• WORK ITEM:
A single figure is required: the number of lines in the data below that hold the word "NotificationFormat".

----

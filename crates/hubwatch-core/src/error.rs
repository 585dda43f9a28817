//! Error taxonomy shared by every HubWatch crate.

use thiserror::Error;

/// All failures surfaced by HubWatch components.
///
/// None of these are process-fatal: the scheduler retries on the next tick,
/// and command handlers report them back to whoever issued the command.
#[derive(Debug, Error)]
pub enum HubWatchError {
    #[error("Config error: {0}")]
    Config(String),

    /// Network failure or 5xx from the API. Retried on the next tick.
    #[error("Transient fetch failure: {0}")]
    TransientFetch(String),

    /// Non-retryable HTTP status (4xx other than rate limiting).
    #[error("HTTP error: {0}")]
    Http(String),

    #[error("Malformed response: {0}")]
    MalformedResponse(String),

    #[error("Task not found: {0}")]
    TaskNotFound(String),

    #[error("Subscriber {recipient_id} not found for task {resource_key}")]
    SubscriberNotFound {
        resource_key: String,
        recipient_id: i64,
    },

    #[error("Persistence failure: {0}")]
    Persistence(String),

    #[error("Dispatch failure: {0}")]
    Dispatch(String),

    #[error("Format error: {0}")]
    Format(String),

    #[error("Invalid command: {0}")]
    InvalidCommand(String),

    #[error("IO error: {0}")]
    Io(#[from] std::io::Error),

    #[error("JSON error: {0}")]
    Json(#[from] serde_json::Error),
}

impl HubWatchError {
    /// Whether retrying the same operation later may succeed.
    pub fn is_transient(&self) -> bool {
        matches!(self, Self::TransientFetch(_) | Self::Io(_))
    }
}

pub type Result<T> = std::result::Result<T, HubWatchError>;
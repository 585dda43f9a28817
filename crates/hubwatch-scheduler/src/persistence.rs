//! SQLite-backed persistence for subscription tasks.
//! One database can hold every feed: rows are namespaced by feed name, and a
//! save replaces that feed's rows inside a single transaction.

use std::path::Path;
use std::sync::{Arc, Mutex, PoisonError};

use chrono::{DateTime, Utc};
use hubwatch_core::error::{HubWatchError, Result};
use hubwatch_core::types::{FeedKind, NotificationFormat};

use crate::store::PersistenceStore;
use crate::tasks::{RegistryState, Subscriber, SubscriptionTask};

fn db_err(context: &str) -> impl FnOnce(rusqlite::Error) -> HubWatchError + '_ {
    move |e| HubWatchError::Persistence(format!("{context}: {e}"))
}

/// Shared SQLite connection for all feed stores.
pub struct SchedulerDb {
    conn: Mutex<rusqlite::Connection>,
}

impl SchedulerDb {
    /// Open or create the scheduler database.
    pub fn open(path: &Path) -> Result<Arc<Self>> {
        let conn = rusqlite::Connection::open(path).map_err(db_err("DB open"))?;
        Self::with_connection(conn)
    }

    /// In-memory database, for tests and dry runs.
    pub fn open_in_memory() -> Result<Arc<Self>> {
        let conn = rusqlite::Connection::open_in_memory().map_err(db_err("DB open"))?;
        Self::with_connection(conn)
    }

    fn with_connection(conn: rusqlite::Connection) -> Result<Arc<Self>> {
        let db = Self {
            conn: Mutex::new(conn),
        };
        db.migrate()?;
        Ok(Arc::new(db))
    }

    /// Run migrations to create tables.
    fn migrate(&self) -> Result<()> {
        let conn = self.conn.lock().unwrap_or_else(PoisonError::into_inner);
        conn.execute_batch(
            "
            CREATE TABLE IF NOT EXISTS subscription_tasks (
                feed TEXT NOT NULL,
                resource_key TEXT NOT NULL,
                interval_ms INTEGER NOT NULL,
                last_seen TEXT NOT NULL,
                created_at TEXT NOT NULL,
                PRIMARY KEY (feed, resource_key)
            );

            CREATE TABLE IF NOT EXISTS subscribers (
                feed TEXT NOT NULL,
                resource_key TEXT NOT NULL,
                position INTEGER NOT NULL,
                recipient_id INTEGER NOT NULL,
                format TEXT NOT NULL,           -- 'text', 'card', 'json'
                PRIMARY KEY (feed, resource_key, recipient_id)
            );
            ",
        )
        .map_err(db_err("Migration"))
    }

    /// A [`PersistenceStore`] view of this database for one feed.
    pub fn store(self: &Arc<Self>, feed: FeedKind) -> SqliteTaskStore {
        SqliteTaskStore {
            db: self.clone(),
            feed,
        }
    }

    fn load_feed(&self, feed: FeedKind) -> Result<RegistryState> {
        let conn = self.conn.lock().unwrap_or_else(PoisonError::into_inner);
        let mut state = RegistryState::new();

        let mut stmt = conn
            .prepare(
                "SELECT resource_key, interval_ms, last_seen, created_at
                 FROM subscription_tasks WHERE feed = ?1",
            )
            .map_err(db_err("Load tasks"))?;
        let rows = stmt
            .query_map([feed.as_str()], |row| {
                Ok((
                    row.get::<_, String>(0)?,
                    row.get::<_, i64>(1)?,
                    row.get::<_, String>(2)?,
                    row.get::<_, String>(3)?,
                ))
            })
            .map_err(db_err("Load tasks"))?;
        for row in rows {
            let (resource_key, interval_ms, last_seen, created_at) = row.map_err(db_err("Load tasks"))?;
            let interval_ms = u64::try_from(interval_ms).map_err(|_| {
                HubWatchError::Persistence(format!("Load tasks: negative interval for {resource_key}"))
            })?;
            state.insert(
                resource_key.clone(),
                SubscriptionTask {
                    resource_key,
                    subscribers: Vec::new(),
                    interval_ms,
                    last_seen: parse_time(&last_seen)?,
                    created_at: parse_time(&created_at)?,
                },
            );
        }

        let mut stmt = conn
            .prepare(
                "SELECT resource_key, recipient_id, format FROM subscribers
                 WHERE feed = ?1 ORDER BY resource_key, position",
            )
            .map_err(db_err("Load subscribers"))?;
        let rows = stmt
            .query_map([feed.as_str()], |row| {
                Ok((
                    row.get::<_, String>(0)?,
                    row.get::<_, i64>(1)?,
                    row.get::<_, String>(2)?,
                ))
            })
            .map_err(db_err("Load subscribers"))?;
        for row in rows {
            let (resource_key, recipient_id, format) = row.map_err(db_err("Load subscribers"))?;
            let format: NotificationFormat = format
                .parse()
                .map_err(|e| HubWatchError::Persistence(format!("Load subscribers: {e}")))?;
            if let Some(task) = state.get_mut(&resource_key) {
                task.subscribers.push(Subscriber { recipient_id, format });
            }
        }
        Ok(state)
    }

    fn save_feed(&self, feed: FeedKind, state: &RegistryState) -> Result<()> {
        let mut conn = self.conn.lock().unwrap_or_else(PoisonError::into_inner);
        let tx = conn.transaction().map_err(db_err("Begin"))?;
        tx.execute("DELETE FROM subscribers WHERE feed = ?1", [feed.as_str()])
            .map_err(db_err("Clear subscribers"))?;
        tx.execute("DELETE FROM subscription_tasks WHERE feed = ?1", [feed.as_str()])
            .map_err(db_err("Clear tasks"))?;
        for task in state.values() {
            let interval_ms = i64::try_from(task.interval_ms).map_err(|_| {
                HubWatchError::Persistence(format!(
                    "Save task: interval {}ms of {} is out of range",
                    task.interval_ms, task.resource_key
                ))
            })?;
            tx.execute(
                "INSERT INTO subscription_tasks (feed, resource_key, interval_ms, last_seen, created_at)
                 VALUES (?1, ?2, ?3, ?4, ?5)",
                rusqlite::params![
                    feed.as_str(),
                    task.resource_key,
                    interval_ms,
                    task.last_seen.to_rfc3339(),
                    task.created_at.to_rfc3339(),
                ],
            )
            .map_err(db_err("Save task"))?;
            for (position, sub) in task.subscribers.iter().enumerate() {
                tx.execute(
                    "INSERT INTO subscribers (feed, resource_key, position, recipient_id, format)
                     VALUES (?1, ?2, ?3, ?4, ?5)",
                    rusqlite::params![
                        feed.as_str(),
                        task.resource_key,
                        position as i64,
                        sub.recipient_id,
                        sub.format.to_string(),
                    ],
                )
                .map_err(db_err("Save subscriber"))?;
            }
        }
        tx.commit().map_err(db_err("Commit"))?;
        tracing::debug!("💾 Saved {} {} tasks to SQLite", state.len(), feed);
        Ok(())
    }
}

fn parse_time(s: &str) -> Result<DateTime<Utc>> {
    DateTime::parse_from_rfc3339(s)
        .map(|d| d.with_timezone(&Utc))
        .map_err(|e| HubWatchError::Persistence(format!("Bad timestamp '{s}': {e}")))
}

/// One feed's slice of a [`SchedulerDb`].
pub struct SqliteTaskStore {
    db: Arc<SchedulerDb>,
    feed: FeedKind,
}

impl PersistenceStore for SqliteTaskStore {
    fn load(&self) -> Result<RegistryState> {
        self.db.load_feed(self.feed)
    }

    fn save(&self, state: &RegistryState) -> Result<()> {
        self.db.save_feed(self.feed, state)
    }
}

----

• OUTPUT BELOW:
2